── EXTRACTED RECORDS

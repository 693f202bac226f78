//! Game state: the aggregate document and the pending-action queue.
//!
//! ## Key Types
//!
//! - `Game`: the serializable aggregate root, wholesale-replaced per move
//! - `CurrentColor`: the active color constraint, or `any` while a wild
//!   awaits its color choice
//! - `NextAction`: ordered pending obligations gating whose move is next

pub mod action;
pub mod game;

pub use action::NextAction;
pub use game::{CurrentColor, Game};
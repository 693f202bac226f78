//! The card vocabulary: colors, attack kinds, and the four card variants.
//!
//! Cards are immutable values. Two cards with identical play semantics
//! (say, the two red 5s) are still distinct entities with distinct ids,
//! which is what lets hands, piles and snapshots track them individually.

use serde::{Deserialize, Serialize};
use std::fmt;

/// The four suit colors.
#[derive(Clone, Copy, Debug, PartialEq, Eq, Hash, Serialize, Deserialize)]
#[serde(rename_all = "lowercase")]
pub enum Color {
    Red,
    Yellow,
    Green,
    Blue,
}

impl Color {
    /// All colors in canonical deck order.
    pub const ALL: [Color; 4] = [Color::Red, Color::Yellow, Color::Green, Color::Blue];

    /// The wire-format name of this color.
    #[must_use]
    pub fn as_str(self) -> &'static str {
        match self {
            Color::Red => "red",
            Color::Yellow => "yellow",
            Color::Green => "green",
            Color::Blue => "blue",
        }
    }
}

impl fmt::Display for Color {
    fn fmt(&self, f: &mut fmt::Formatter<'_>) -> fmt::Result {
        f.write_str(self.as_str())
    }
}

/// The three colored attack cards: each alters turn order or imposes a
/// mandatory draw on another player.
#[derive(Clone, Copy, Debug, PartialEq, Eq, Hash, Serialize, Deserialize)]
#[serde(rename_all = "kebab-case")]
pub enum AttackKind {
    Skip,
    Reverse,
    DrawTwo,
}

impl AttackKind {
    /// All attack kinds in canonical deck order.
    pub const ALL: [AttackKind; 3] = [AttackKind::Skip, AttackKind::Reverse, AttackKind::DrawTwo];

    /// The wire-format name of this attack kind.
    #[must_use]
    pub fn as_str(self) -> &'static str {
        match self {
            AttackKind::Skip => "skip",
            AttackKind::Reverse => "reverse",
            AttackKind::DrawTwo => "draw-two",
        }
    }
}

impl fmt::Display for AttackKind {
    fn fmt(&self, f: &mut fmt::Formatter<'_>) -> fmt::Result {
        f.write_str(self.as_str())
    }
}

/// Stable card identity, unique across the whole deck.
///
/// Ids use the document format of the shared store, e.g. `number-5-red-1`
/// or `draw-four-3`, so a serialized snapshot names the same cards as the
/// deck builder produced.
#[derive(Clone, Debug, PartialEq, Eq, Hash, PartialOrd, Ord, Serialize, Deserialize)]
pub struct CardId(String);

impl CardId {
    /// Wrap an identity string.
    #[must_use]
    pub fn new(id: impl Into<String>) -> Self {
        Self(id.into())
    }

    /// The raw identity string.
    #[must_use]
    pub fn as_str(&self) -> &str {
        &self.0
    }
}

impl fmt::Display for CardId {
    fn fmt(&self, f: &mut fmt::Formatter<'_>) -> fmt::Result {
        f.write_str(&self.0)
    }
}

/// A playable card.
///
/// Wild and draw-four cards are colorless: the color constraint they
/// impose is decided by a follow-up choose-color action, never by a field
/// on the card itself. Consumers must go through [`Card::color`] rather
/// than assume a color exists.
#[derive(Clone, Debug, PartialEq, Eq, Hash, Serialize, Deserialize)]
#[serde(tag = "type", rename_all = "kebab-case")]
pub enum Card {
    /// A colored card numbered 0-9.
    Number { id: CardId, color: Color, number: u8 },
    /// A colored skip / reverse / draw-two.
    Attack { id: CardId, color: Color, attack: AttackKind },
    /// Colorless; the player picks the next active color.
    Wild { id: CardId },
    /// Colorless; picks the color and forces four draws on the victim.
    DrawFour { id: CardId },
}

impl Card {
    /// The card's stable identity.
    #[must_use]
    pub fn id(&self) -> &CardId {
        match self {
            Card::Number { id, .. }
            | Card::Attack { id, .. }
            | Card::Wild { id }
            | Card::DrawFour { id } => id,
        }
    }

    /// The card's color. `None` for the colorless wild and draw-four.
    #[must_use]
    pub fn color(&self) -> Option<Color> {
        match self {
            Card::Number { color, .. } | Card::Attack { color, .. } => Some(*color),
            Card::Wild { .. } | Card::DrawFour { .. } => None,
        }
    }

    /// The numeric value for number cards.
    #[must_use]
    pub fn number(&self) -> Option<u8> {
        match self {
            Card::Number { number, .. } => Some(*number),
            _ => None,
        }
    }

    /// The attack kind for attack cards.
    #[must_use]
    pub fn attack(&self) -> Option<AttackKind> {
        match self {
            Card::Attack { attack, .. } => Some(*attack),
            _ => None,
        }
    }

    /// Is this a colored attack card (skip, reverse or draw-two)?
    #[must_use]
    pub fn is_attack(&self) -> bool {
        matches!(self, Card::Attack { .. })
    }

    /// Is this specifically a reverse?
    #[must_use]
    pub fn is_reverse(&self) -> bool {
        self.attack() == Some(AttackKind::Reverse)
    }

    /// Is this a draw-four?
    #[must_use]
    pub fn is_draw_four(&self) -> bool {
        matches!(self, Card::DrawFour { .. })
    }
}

────

__EXERCISE DESCRIPTION__. Scan the records for lines that hold "impl", and reproduce each one you find.

__TASK SOLUTION__.
impl Color {
impl fmt::Display for Color {
impl AttackKind {
impl fmt::Display for AttackKind {
impl CardId {
    pub fn new(id: impl Into<String>) -> Self {
impl fmt::Display for CardId {
impl Card {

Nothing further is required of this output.